202107280959 - Rule 4_Drain the shallows
Very few people work even 8 hours a day. You're lucky if you get a few good hours in between all the meetings, interruptions, web surfing, office politics, and personal business that permeate the typical workday Fewer official working hours help squeeze the fat out of the typical workweek. Once everyone has less time to get their stuff done, they respect that time even more. People become stingy with their time and that's a good thing. They don't waste it on things that just don't matter. When you have fewer hours you usually spend them more wisely
— & Jason Fried, Basecamp co-founder
If you not only eliminate shallow work, but also replace this recovered time with m ore of the deep alternative, not only will the business continue to function; it can become more successful.

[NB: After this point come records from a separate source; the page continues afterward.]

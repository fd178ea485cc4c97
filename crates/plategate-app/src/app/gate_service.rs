//! Access Gate Service - Core Use Case for one detection event
//!
//! This service orchestrates the gate workflow:
//! 1. Locate the plate in the frame
//! 2. Read it through the OCR consensus pass
//! 3. Validate the reading; fall back to an operator-supplied plate
//! 4. Classify color and make/model on the full frame
//! 5. Refresh the registry snapshot and decide
//! 6. Record the attempt in the access log

use image::DynamicImage;
use serde::Serialize;
use thiserror::Error;
use tracing::{debug, info, warn};

use plategate_domain::model::RegistrySnapshot;
use plategate_domain::repository::{AccessLogSink, RegistryProvider};
use plategate_domain::service::{is_plausible_plate, normalize_manual_entry, AccessPolicy};
use plategate_types::{
    AccessAttempt, AccessDecision, AttributePrediction, CandidateReading, ConfigError, Error,
};
use plategate_vision::{
    AttributeClassifier, ConsensusSelector, NoopObserver, PlateCrop, PlateLocator,
    RecognitionObserver, TextRecognizer, UnavailableRecognizer, UnknownClassifier,
    WholeFrameLocator,
};

use crate::app::collaborators::{
    color_classifier_from_config, locator_from_config, make_classifier_from_config,
    recognizer_from_config, selector_from_config,
};
use crate::config::Config;
use crate::repository::{open_access_log, open_registry};

/// Errors specific to the gate service
#[derive(Debug, Error)]
pub enum GateServiceError {
    #[error("Image validation failed: {0}")]
    InvalidImage(String),

    #[error("Plate detection failed: {0}")]
    DetectionFailed(String),

    #[error("Configuration error: {0}")]
    ConfigError(String),

    #[error("Registry error: {0}")]
    RegistryError(String),
}

impl From<Error> for GateServiceError {
    fn from(err: Error) -> Self {
        match err {
            Error::FileNotFound(msg) | Error::InvalidImageFormat(msg) => {
                GateServiceError::InvalidImage(msg)
            }
            Error::Image(e) => GateServiceError::InvalidImage(e.to_string()),
            Error::Config(e) => GateServiceError::ConfigError(e.to_string()),
            Error::Store(e) => GateServiceError::RegistryError(e.to_string()),
            Error::InvalidInput(msg) => GateServiceError::ConfigError(msg),
            _ => GateServiceError::DetectionFailed(err.to_string()),
        }
    }
}

impl From<GateServiceError> for Error {
    fn from(err: GateServiceError) -> Self {
        match err {
            GateServiceError::InvalidImage(msg) => Error::InvalidImageFormat(msg),
            GateServiceError::DetectionFailed(msg) => Error::Recognition(msg),
            GateServiceError::ConfigError(msg) => ConfigError::InvalidSetup(msg).into(),
            GateServiceError::RegistryError(msg) => Error::Registry(msg),
        }
    }
}

/// Where the plate used for the decision came from
#[derive(Debug, Clone, Copy, PartialEq, Eq, Serialize)]
#[serde(rename_all = "lowercase")]
pub enum PlateOrigin {
    Ocr,
    Manual,
}

/// Everything known about one decided detection event
#[derive(Debug, Clone, Serialize)]
pub struct GateReport {
    /// Plate text handed to the matcher
    pub plate: String,
    pub origin: PlateOrigin,
    /// OCR consensus output, when OCR ran
    pub candidate: Option<CandidateReading>,
    /// Advisory plausibility of the OCR reading
    pub plausible: bool,
    pub color: AttributePrediction,
    pub make: AttributePrediction,
    pub decision: AccessDecision,
    /// Registry could not be read; the decision ran on an empty registry
    pub registry_degraded: bool,
    /// Access attempt written to the log
    pub logged: bool,
}

/// Result of one detection event
#[derive(Debug, Clone, Serialize)]
#[serde(tag = "outcome", rename_all = "snake_case")]
pub enum GateOutcome {
    /// The locator found no plate in the frame
    NoPlateDetected,
    /// OCR produced nothing usable and no manual plate was supplied
    ManualEntryRequired { candidate: CandidateReading },
    Decided(Box<GateReport>),
}

impl GateOutcome {
    pub fn report(&self) -> Option<&GateReport> {
        match self {
            GateOutcome::Decided(report) => Some(report),
            _ => None,
        }
    }

    pub fn is_granted(&self) -> bool {
        self.report().map(|r| r.decision.granted).unwrap_or(false)
    }
}

/// One gate: collaborators plus the matching policy
pub struct AccessGate {
    locator: Box<dyn PlateLocator>,
    recognizer: Box<dyn TextRecognizer>,
    color_classifier: Box<dyn AttributeClassifier>,
    make_classifier: Box<dyn AttributeClassifier>,
    registry: Box<dyn RegistryProvider>,
    access_log: Option<Box<dyn AccessLogSink>>,
    observer: Box<dyn RecognitionObserver>,
    selector: ConsensusSelector,
    policy: AccessPolicy,
}

impl AccessGate {
    /// Gate with no external tools: the whole frame is the plate, OCR is
    /// unavailable, attributes are "Unknown" and nothing is logged.
    pub fn new(registry: Box<dyn RegistryProvider>) -> Self {
        Self {
            locator: Box::new(WholeFrameLocator),
            recognizer: Box::new(UnavailableRecognizer),
            color_classifier: Box::new(UnknownClassifier),
            make_classifier: Box::new(UnknownClassifier),
            registry,
            access_log: None,
            observer: Box::new(NoopObserver),
            selector: ConsensusSelector::default(),
            policy: AccessPolicy::default(),
        }
    }

    /// Build a gate from the configured command lines and stores
    pub fn from_config(config: &Config) -> std::result::Result<Self, GateServiceError> {
        let gate = Self {
            locator: locator_from_config(config)?,
            recognizer: recognizer_from_config(config)?,
            color_classifier: color_classifier_from_config(config)?,
            make_classifier: make_classifier_from_config(config)?,
            registry: open_registry(config)?,
            access_log: open_access_log(config)?,
            observer: Box::new(NoopObserver),
            selector: selector_from_config(config),
            policy: AccessPolicy::default().with_fuzzy_threshold(config.fuzzy_threshold),
        };
        Ok(gate)
    }

    pub fn with_locator(mut self, locator: Box<dyn PlateLocator>) -> Self {
        self.locator = locator;
        self
    }

    pub fn with_recognizer(mut self, recognizer: Box<dyn TextRecognizer>) -> Self {
        self.recognizer = recognizer;
        self
    }

    pub fn with_color_classifier(mut self, classifier: Box<dyn AttributeClassifier>) -> Self {
        self.color_classifier = classifier;
        self
    }

    pub fn with_make_classifier(mut self, classifier: Box<dyn AttributeClassifier>) -> Self {
        self.make_classifier = classifier;
        self
    }

    pub fn with_access_log(mut self, access_log: Box<dyn AccessLogSink>) -> Self {
        self.access_log = Some(access_log);
        self
    }

    pub fn with_observer(mut self, observer: Box<dyn RecognitionObserver>) -> Self {
        self.observer = observer;
        self
    }

    pub fn with_selector(mut self, selector: ConsensusSelector) -> Self {
        self.selector = selector;
        self
    }

    pub fn with_policy(mut self, policy: AccessPolicy) -> Self {
        self.policy = policy;
        self
    }

    /// Locate the plate in a full frame, then run [`Self::process_crop`].
    ///
    /// `manual_plate` is only used when OCR yields nothing plausible.
    pub fn process_frame(
        &self,
        frame: &DynamicImage,
        manual_plate: Option<&str>,
    ) -> std::result::Result<GateOutcome, GateServiceError> {
        let Some(crop) = self.locator.locate(frame)? else {
            info!("no plate detected");
            return Ok(GateOutcome::NoPlateDetected);
        };
        debug!(width = crop.width(), height = crop.height(), "plate crop");
        Ok(self.process_crop(&crop, frame, manual_plate))
    }

    /// Read an already located plate and decide. Attributes are classified on
    /// `frame`.
    pub fn process_crop(
        &self,
        crop: &PlateCrop,
        frame: &DynamicImage,
        manual_plate: Option<&str>,
    ) -> GateOutcome {
        let candidate = self.selector.select(crop, self.recognizer.as_ref(), self.observer.as_ref());
        let plausible = is_plausible_plate(&candidate.text);
        debug!(text = %candidate.text, plausible, "OCR reading");

        let manual = manual_plate
            .map(normalize_manual_entry)
            .filter(|plate| !plate.is_empty());

        let (plate, origin) = match (plausible, manual) {
            (true, _) => (candidate.text.clone(), PlateOrigin::Ocr),
            (false, Some(plate)) => {
                info!(plate = %plate, "using manually entered plate");
                (plate, PlateOrigin::Manual)
            }
            (false, None) => {
                info!(text = %candidate.text, "plate unreadable, manual entry required");
                return GateOutcome::ManualEntryRequired { candidate };
            }
        };

        let color = self.color_classifier.classify(frame);
        let make = self.make_classifier.classify(frame);

        let mut report = self.decide(&plate, &color.label, &make.label);
        report.origin = origin;
        report.candidate = Some(candidate);
        report.plausible = plausible;
        report.color = color;
        report.make = make;
        GateOutcome::Decided(Box::new(report))
    }

    /// Decide for a known plate and attribute labels, then log the attempt.
    /// Registry and log failures degrade; they never fail the call.
    pub fn decide(&self, plate: &str, color: &str, make: &str) -> GateReport {
        let snapshot = RegistrySnapshot::fetch(self.registry.as_ref());
        let decision = self.policy.decide(plate, color, make, &snapshot);

        info!(
            plate = %plate,
            granted = decision.granted,
            reason = %decision.reason,
            "access decision"
        );

        let logged = self.log_attempt(plate, color, make, &decision);

        GateReport {
            plate: plate.to_string(),
            origin: PlateOrigin::Manual,
            candidate: None,
            plausible: is_plausible_plate(plate),
            color: AttributePrediction::new(color, 0.0),
            make: AttributePrediction::new(make, 0.0),
            decision,
            registry_degraded: snapshot.is_degraded(),
            logged,
        }
    }

    fn log_attempt(&self, plate: &str, color: &str, make: &str, decision: &AccessDecision) -> bool {
        let Some(ref sink) = self.access_log else {
            return false;
        };
        let attempt = AccessAttempt::from_decision(plate, color, make, decision);
        match sink.record(&attempt) {
            Ok(()) => true,
            Err(e) => {
                warn!(error = %e, "failed to record access attempt");
                false
            }
        }
    }
}

#[cfg(test)]
mod tests {
    use super::*;
    use plategate_types::StoreError;

    #[test]
    fn test_registry_failure_keeps_its_category() {
        let err: Error = GateServiceError::from(Error::Store(StoreError::Corrupted("x".into()))).into();
        assert!(matches!(err, Error::Registry(_)));
        assert!(err.to_string().starts_with("Registry error:"));
    }

    #[test]
    fn test_config_failure_keeps_its_category() {
        let err: Error = GateServiceError::from(Error::InvalidInput("command line is empty".into())).into();
        assert!(matches!(err, Error::Config(ConfigError::InvalidSetup(ref m)) if m == "command line is empty"));
    }

    #[test]
    fn test_image_failure_keeps_its_category() {
        let err: Error = GateServiceError::InvalidImage("bad.png".into()).into();
        assert!(matches!(err, Error::InvalidImageFormat(_)));
    }
}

We should see the goal of Draining the Shallows as taming shallow work's footprint in your schedule, not eliminating it.
- The implication deep work as a limited resource is that once you're hit your deep work limit in a given day, you'll experience diminishing rewards if you try to cram in more.
- The typical workday is 8 hours - the most adept deep worker cannot spend more than 4 hours in a state of true depth.- treat shallow work with suspicion. You must keep it confined to a point where it don't impede your ability to take full advantage of the deeper efforts that ultimately determine your impact.
Schedule every minute of your day
At the beginning of each workday, turn to a new page of lined paper in a notebook you dedicate to this purpose. Down the left-hand side of the page, mark every other line with an hour of the day, covering the full set of hours you typically work.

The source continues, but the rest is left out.